(INFORMATION SHOWN Opens)

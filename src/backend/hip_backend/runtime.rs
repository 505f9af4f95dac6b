//! HIP implementation of [`DeviceRuntime`]

use std::ffi::c_void;
use std::ptr;

use super::device::{describe_failure, gpu_available};
use super::ffi;
use crate::backend::hip_backend::error::{HipError, HipResult};
use crate::backend::runtime::{
    DevicePtr, DeviceRuntime, MemoryInfo, PoolAttribute, PoolHandle, PoolUsageAttribute,
    StreamHandle,
};

/// [`DeviceRuntime`] backed by the ROCm HIP runtime (`amdhip64`)
#[derive(Debug)]
pub struct HipRuntime {
    _private: (),
}

impl HipRuntime {
    /// Initialize HIP and return a runtime handle
    pub fn new() -> HipResult<Self> {
        let result = unsafe { ffi::hipInit(0) };
        if result != ffi::HIP_SUCCESS {
            return Err(HipError::InitializationFailed(describe_failure(
                "hipInit", result,
            )));
        }
        Ok(Self { _private: () })
    }

    /// Like [`HipRuntime::new`], but reports `DeviceNotFound` when no GPU is present
    pub fn new_checked() -> HipResult<Self> {
        if !gpu_available() {
            return Err(HipError::DeviceNotFound(0));
        }
        Self::new()
    }

    fn set_bool_attribute(pool: PoolHandle, attr: i32, value: bool) -> i32 {
        let mut value: i32 = i32::from(value);
        unsafe {
            ffi::hipMemPoolSetAttribute(
                pool.raw() as *mut c_void,
                attr,
                &mut value as *mut i32 as *mut c_void,
            )
        }
    }
}

fn as_raw(handle: usize) -> *mut c_void {
    handle as *mut c_void
}

impl DeviceRuntime for HipRuntime {
    fn device_count(&self) -> HipResult<i32> {
        let mut count: i32 = 0;
        let result = unsafe { ffi::hipGetDeviceCount(&mut count) };
        if result != ffi::HIP_SUCCESS {
            return Err(HipError::DeviceError(describe_failure(
                "hipGetDeviceCount",
                result,
            )));
        }
        Ok(count)
    }

    fn current_device(&self) -> HipResult<i32> {
        let mut device: i32 = -1;
        let result = unsafe { ffi::hipGetDevice(&mut device) };
        if result != ffi::HIP_SUCCESS {
            return Err(HipError::DeviceError(describe_failure("hipGetDevice", result)));
        }
        Ok(device)
    }

    fn set_device(&self, device: i32) -> HipResult<()> {
        let result = unsafe { ffi::hipSetDevice(device) };
        if result != ffi::HIP_SUCCESS {
            return Err(HipError::DeviceError(describe_failure(
                &format!("hipSetDevice({})", device),
                result,
            )));
        }
        Ok(())
    }

    fn driver_version(&self) -> HipResult<i32> {
        let mut version: i32 = 0;
        let result = unsafe { ffi::hipDriverGetVersion(&mut version) };
        if result != ffi::HIP_SUCCESS {
            return Err(HipError::DeviceError(describe_failure(
                "hipDriverGetVersion",
                result,
            )));
        }
        Ok(version)
    }

    fn memory_pools_supported(&self, device: i32) -> HipResult<bool> {
        let mut supported: i32 = 0;
        let result = unsafe {
            ffi::hipDeviceGetAttribute(
                &mut supported,
                ffi::HIP_DEVICE_ATTRIBUTE_MEMORY_POOLS_SUPPORTED,
                device,
            )
        };
        if result != ffi::HIP_SUCCESS {
            return Err(HipError::DeviceError(describe_failure(
                "hipDeviceGetAttribute(MemoryPoolsSupported)",
                result,
            )));
        }
        Ok(supported != 0)
    }

    fn create_stream(&self) -> HipResult<StreamHandle> {
        let mut stream: *mut c_void = ptr::null_mut();
        let result = unsafe { ffi::hipStreamCreate(&mut stream) };
        if result != ffi::HIP_SUCCESS {
            return Err(HipError::StreamError(describe_failure("hipStreamCreate", result)));
        }
        if stream.is_null() {
            return Err(HipError::StreamError(
                "hipStreamCreate returned null pointer".to_string(),
            ));
        }
        Ok(StreamHandle::from_raw(stream as usize))
    }

    fn destroy_stream(&self, stream: StreamHandle) -> HipResult<()> {
        let result = unsafe { ffi::hipStreamDestroy(as_raw(stream.raw())) };
        if result != ffi::HIP_SUCCESS {
            return Err(HipError::StreamError(describe_failure("hipStreamDestroy", result)));
        }
        Ok(())
    }

    fn synchronize_stream(&self, stream: StreamHandle) -> HipResult<()> {
        let result = unsafe { ffi::hipStreamSynchronize(as_raw(stream.raw())) };
        if result != ffi::HIP_SUCCESS {
            return Err(HipError::StreamError(describe_failure(
                "hipStreamSynchronize",
                result,
            )));
        }
        Ok(())
    }

    fn default_mem_pool(&self, device: i32) -> HipResult<PoolHandle> {
        let mut pool: *mut c_void = ptr::null_mut();
        let result = unsafe { ffi::hipDeviceGetDefaultMemPool(&mut pool, device) };
        if result != ffi::HIP_SUCCESS {
            return Err(HipError::PoolError(describe_failure(
                "hipDeviceGetDefaultMemPool",
                result,
            )));
        }
        if pool.is_null() {
            return Err(HipError::PoolError(
                "hipDeviceGetDefaultMemPool returned null pool".to_string(),
            ));
        }
        Ok(PoolHandle::from_raw(pool as usize))
    }

    fn set_pool_attribute(&self, pool: PoolHandle, attribute: PoolAttribute) -> HipResult<()> {
        let (name, result) = match attribute {
            PoolAttribute::ReleaseThreshold(bytes) => {
                let mut value: u64 = bytes;
                let result = unsafe {
                    ffi::hipMemPoolSetAttribute(
                        as_raw(pool.raw()),
                        ffi::HIP_MEM_POOL_ATTR_RELEASE_THRESHOLD,
                        &mut value as *mut u64 as *mut c_void,
                    )
                };
                ("ReleaseThreshold", result)
            }
            PoolAttribute::ReuseFollowEventDependencies(on) => (
                "ReuseFollowEventDependencies",
                Self::set_bool_attribute(pool, ffi::HIP_MEM_POOL_REUSE_FOLLOW_EVENT_DEPENDENCIES, on),
            ),
            PoolAttribute::ReuseAllowOpportunistic(on) => (
                "ReuseAllowOpportunistic",
                Self::set_bool_attribute(pool, ffi::HIP_MEM_POOL_REUSE_ALLOW_OPPORTUNISTIC, on),
            ),
            PoolAttribute::ReuseAllowInternalDependencies(on) => (
                "ReuseAllowInternalDependencies",
                Self::set_bool_attribute(
                    pool,
                    ffi::HIP_MEM_POOL_REUSE_ALLOW_INTERNAL_DEPENDENCIES,
                    on,
                ),
            ),
        };

        if result != ffi::HIP_SUCCESS {
            return Err(HipError::PoolError(describe_failure(
                &format!("hipMemPoolSetAttribute({})", name),
                result,
            )));
        }
        Ok(())
    }

    fn pool_usage_attribute(
        &self,
        pool: PoolHandle,
        attribute: PoolUsageAttribute,
    ) -> HipResult<u64> {
        let attr = match attribute {
            PoolUsageAttribute::ReservedMemCurrent => ffi::HIP_MEM_POOL_ATTR_RESERVED_MEM_CURRENT,
            PoolUsageAttribute::ReservedMemHigh => ffi::HIP_MEM_POOL_ATTR_RESERVED_MEM_HIGH,
            PoolUsageAttribute::UsedMemCurrent => ffi::HIP_MEM_POOL_ATTR_USED_MEM_CURRENT,
            PoolUsageAttribute::UsedMemHigh => ffi::HIP_MEM_POOL_ATTR_USED_MEM_HIGH,
        };
        let mut value: u64 = 0;
        let result = unsafe {
            ffi::hipMemPoolGetAttribute(
                as_raw(pool.raw()),
                attr,
                &mut value as *mut u64 as *mut c_void,
            )
        };
        if result != ffi::HIP_SUCCESS {
            return Err(HipError::MemoryQueryFailed(describe_failure(
                &format!("hipMemPoolGetAttribute({:?})", attribute),
                result,
            )));
        }
        Ok(value)
    }

    fn malloc(&self, size: usize) -> HipResult<DevicePtr> {
        let mut ptr: *mut c_void = ptr::null_mut();
        let result = unsafe { ffi::hipMalloc(&mut ptr, size) };
        if result != ffi::HIP_SUCCESS {
            return Err(HipError::MemoryAllocationFailed(format!(
                "{} for {} bytes",
                describe_failure("hipMalloc", result),
                size
            )));
        }
        Ok(DevicePtr::from_addr(ptr as usize))
    }

    fn free(&self, ptr: DevicePtr) -> HipResult<()> {
        let result = unsafe { ffi::hipFree(as_raw(ptr.addr())) };
        if result != ffi::HIP_SUCCESS {
            return Err(HipError::MemoryFreeFailed(format!(
                "{} for {}",
                describe_failure("hipFree", result),
                ptr
            )));
        }
        Ok(())
    }

    fn malloc_from_pool_async(
        &self,
        size: usize,
        pool: PoolHandle,
        stream: StreamHandle,
    ) -> HipResult<DevicePtr> {
        let mut ptr: *mut c_void = ptr::null_mut();
        let result = unsafe {
            ffi::hipMallocFromPoolAsync(&mut ptr, size, as_raw(pool.raw()), as_raw(stream.raw()))
        };
        if result != ffi::HIP_SUCCESS {
            return Err(HipError::MemoryAllocationFailed(format!(
                "{} for {} bytes",
                describe_failure("hipMallocFromPoolAsync", result),
                size
            )));
        }
        Ok(DevicePtr::from_addr(ptr as usize))
    }

    fn free_async(&self, ptr: DevicePtr, stream: StreamHandle) -> HipResult<()> {
        let result = unsafe { ffi::hipFreeAsync(as_raw(ptr.addr()), as_raw(stream.raw())) };
        if result != ffi::HIP_SUCCESS {
            return Err(HipError::MemoryFreeFailed(format!(
                "{} for {}",
                describe_failure("hipFreeAsync", result),
                ptr
            )));
        }
        Ok(())
    }

    fn mem_get_info(&self) -> HipResult<MemoryInfo> {
        let mut free: usize = 0;
        let mut total: usize = 0;
        let result = unsafe { ffi::hipMemGetInfo(&mut free, &mut total) };
        if result != ffi::HIP_SUCCESS {
            return Err(HipError::MemoryQueryFailed(describe_failure(
                "hipMemGetInfo",
                result,
            )));
        }
        Ok(MemoryInfo { free, total })
    }
}
#[cfg(test)]
mod tests {
    use super::*;
    use crate::health::ComponentStatus;
    use crate::models::MetricSample;
    use crate::sources::{async_trait, MetricsError};
    use std::collections::VecDeque;
    use std::sync::atomic::{AtomicUsize, Ordering};
    use std::sync::Mutex;

    /// Metrics source replaying scripted values per (share, metric)
    #[derive(Default)]
    struct ScriptedMetrics {
        values: Mutex<HashMap<(String, MetricKind), VecDeque<f64>>>,
        calls: AtomicUsize,
    }

    impl ScriptedMetrics {
        fn script(self, share: &str, metric: MetricKind, values: &[f64]) -> Self {
            self.values
                .lock()
                .unwrap()
                .insert((share.to_string(), metric), values.iter().copied().collect());
            self
        }
    }

    #[async_trait]
    impl MetricsSource for ScriptedMetrics {
        async fn get_metric(
            &self,
            _resource_id: &str,
            metric: MetricKind,
            filter: &DimensionFilter,
        ) -> Result<MetricSample, MetricsError> {
            self.calls.fetch_add(1, Ordering::SeqCst);
            let mut values = self.values.lock().unwrap();
            values
                .get_mut(&(filter.share_name.clone(), metric))
                .and_then(|queue| queue.pop_front())
                .map(|value| MetricSample {
                    value,
                    timestamp: chrono::Utc::now(),
                })
                .ok_or_else(|| MetricsError::NoData {
                    metric: metric.provider_name().to_string(),
                })
        }
    }

    fn targets(names: &[&str]) -> Vec<ShareTarget> {
        names
            .iter()
            .map(|n| ShareTarget::new(*n, format!("/fileServices/{}", n)))
            .collect()
    }

    fn poller_with(
        source: ScriptedMetrics,
        names: &[&str],
        window: usize,
    ) -> (Poller, Arc<AlertRegistry>) {
        let registry = Arc::new(AlertRegistry::new());
        let poller = PollerBuilder::new()
            .metrics_source(Arc::new(source))
            .registry(registry.clone())
            .targets(targets(names))
            .window_size(window)
            .threshold(3.0)
            .interval(Duration::from_millis(10))
            .build()
            .unwrap();
        (poller, registry)
    }

    #[test]
    fn test_poller_config_default() {
        let config = PollerConfig::default();
        assert_eq!(config.interval, Duration::from_secs(60));
        assert_eq!(config.window_size, 20);
        assert_eq!(config.threshold, 3.0);
    }

    #[test]
    fn test_alert_message_format() {
        assert_eq!(
            alert_message("logs", MetricKind::Bandwidth, 12.345),
            "logs spike (Bandwidth MiB/s): 12.35"
        );
    }

    #[test]
    fn test_builder_requires_metrics_source() {
        let result = PollerBuilder::new()
            .registry(Arc::new(AlertRegistry::new()))
            .build();
        assert!(result.is_err());
    }

    #[test]
    fn test_one_detector_per_pair() {
        let (poller, _) = poller_with(ScriptedMetrics::default(), &["a", "b", "a"], 5);

        assert_eq!(poller.targets().len(), 2);
        for share in ["a", "b"] {
            for kind in MetricKind::ALL {
                assert!(poller.detector(&AlertKey::new(share, kind)).is_some());
            }
        }
    }

    #[tokio::test]
    async fn test_fetch_failures_do_not_abort_cycle() {
        let source = ScriptedMetrics::default()
            .script("logs", MetricKind::Latency, &[4.0])
            .script("media", MetricKind::Iops, &[100.0]);
        let (mut poller, registry) = poller_with(source, &["logs", "media"], 3);

        let results = poller.poll_cycle().await;

        assert_eq!(results.fetched, 2);
        assert_eq!(results.failed, 6);
        assert_eq!(results.anomalies, 0);
        assert!(registry.is_empty());
        assert_eq!(
            poller
                .detector(&AlertKey::new("media", MetricKind::Iops))
                .map(|d| d.len()),
            Some(1)
        );
    }

    #[tokio::test]
    async fn test_spike_raises_alert() {
        let source =
            ScriptedMetrics::default().script("logs", MetricKind::Iops, &[10.0, 10.0, 10.0, 10.0, 1000.0]);
        let (mut poller, registry) = poller_with(source, &["logs"], 3);

        for _ in 0..4 {
            assert_eq!(poller.poll_cycle().await.anomalies, 0);
        }
        assert!(registry.is_empty());

        let results = poller.poll_cycle().await;
        assert_eq!(results.anomalies, 1);
        assert_eq!(
            registry.snapshot().get("logs-FileShareMaxUsedIOPS").map(String::as_str),
            Some("logs spike (IOPS): 1000.00")
        );
    }

    #[tokio::test]
    async fn test_detectors_are_not_shared_between_shares() {
        // A shared window would flag the jump from "quiet" to "busy"
        let source = ScriptedMetrics::default()
            .script("quiet", MetricKind::Iops, &[10.0, 10.0, 10.0, 10.0])
            .script("busy", MetricKind::Iops, &[5000.0, 5000.0, 5000.0, 5000.0]);
        let (mut poller, registry) = poller_with(source, &["quiet", "busy"], 3);

        for _ in 0..4 {
            poller.poll_cycle().await;
        }
        assert!(registry.is_empty());
    }

    #[tokio::test]
    async fn test_alert_is_sticky_after_spike_subsides() {
        let source = ScriptedMetrics::default().script(
            "logs",
            MetricKind::Transactions,
            &[1.0, 2.0, 1.0, 2.0, 900.0, 1.0],
        );
        let (mut poller, registry) = poller_with(source, &["logs"], 4);

        for _ in 0..6 {
            poller.poll_cycle().await;
        }
        assert!(registry.get("logs-Transactions").is_some());
    }

    #[tokio::test]
    async fn test_all_fetches_failing_degrades_health() {
        let health = HealthRegistry::new();
        health.register(components::METRICS_SOURCE).await;
        let (poller, _) = poller_with(ScriptedMetrics::default(), &["logs"], 3);
        let mut poller = poller.with_health(health.clone());

        poller.poll_cycle().await;

        assert_eq!(
            health.status_of(components::METRICS_SOURCE).await,
            Some(ComponentStatus::Degraded)
        );
    }

    #[tokio::test]
    async fn test_run_exits_without_targets() {
        let health = HealthRegistry::new();
        let (poller, _) = poller_with(ScriptedMetrics::default(), &[], 3);
        let poller = poller.with_health(health.clone());
        let (_tx, rx) = broadcast::channel(1);

        tokio::time::timeout(Duration::from_secs(1), poller.run(rx))
            .await
            .expect("poller should return immediately");

        assert_eq!(
            health.status_of(components::POLLER).await,
            Some(ComponentStatus::Degraded)
        );
    }

    #[tokio::test]
    async fn test_run_stops_on_shutdown() {
        let source = Arc::new(ScriptedMetrics::default());
        let registry = Arc::new(AlertRegistry::new());
        let poller = PollerBuilder::new()
            .metrics_source(source.clone())
            .registry(registry)
            .targets(targets(&["logs"]))
            .interval(Duration::from_millis(10))
            .build()
            .unwrap();

        let (tx, rx) = broadcast::channel(1);
        let handle = tokio::spawn(poller.run(rx));

        tokio::time::sleep(Duration::from_millis(50)).await;
        tx.send(()).unwrap();

        tokio::time::timeout(Duration::from_secs(1), handle)
            .await
            .expect("poller should stop")
            .unwrap();
        assert!(source.calls.load(Ordering::SeqCst) >= MetricKind::ALL.len());
    }
}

(INFORMATION SHOWN Closes)

*WORK INSTRUCTION*
For every line in the material above that holds the string "hipGetDeviceCount", add one to a count; state only the final count.

*ANSWER TO THE EXERCISE*
2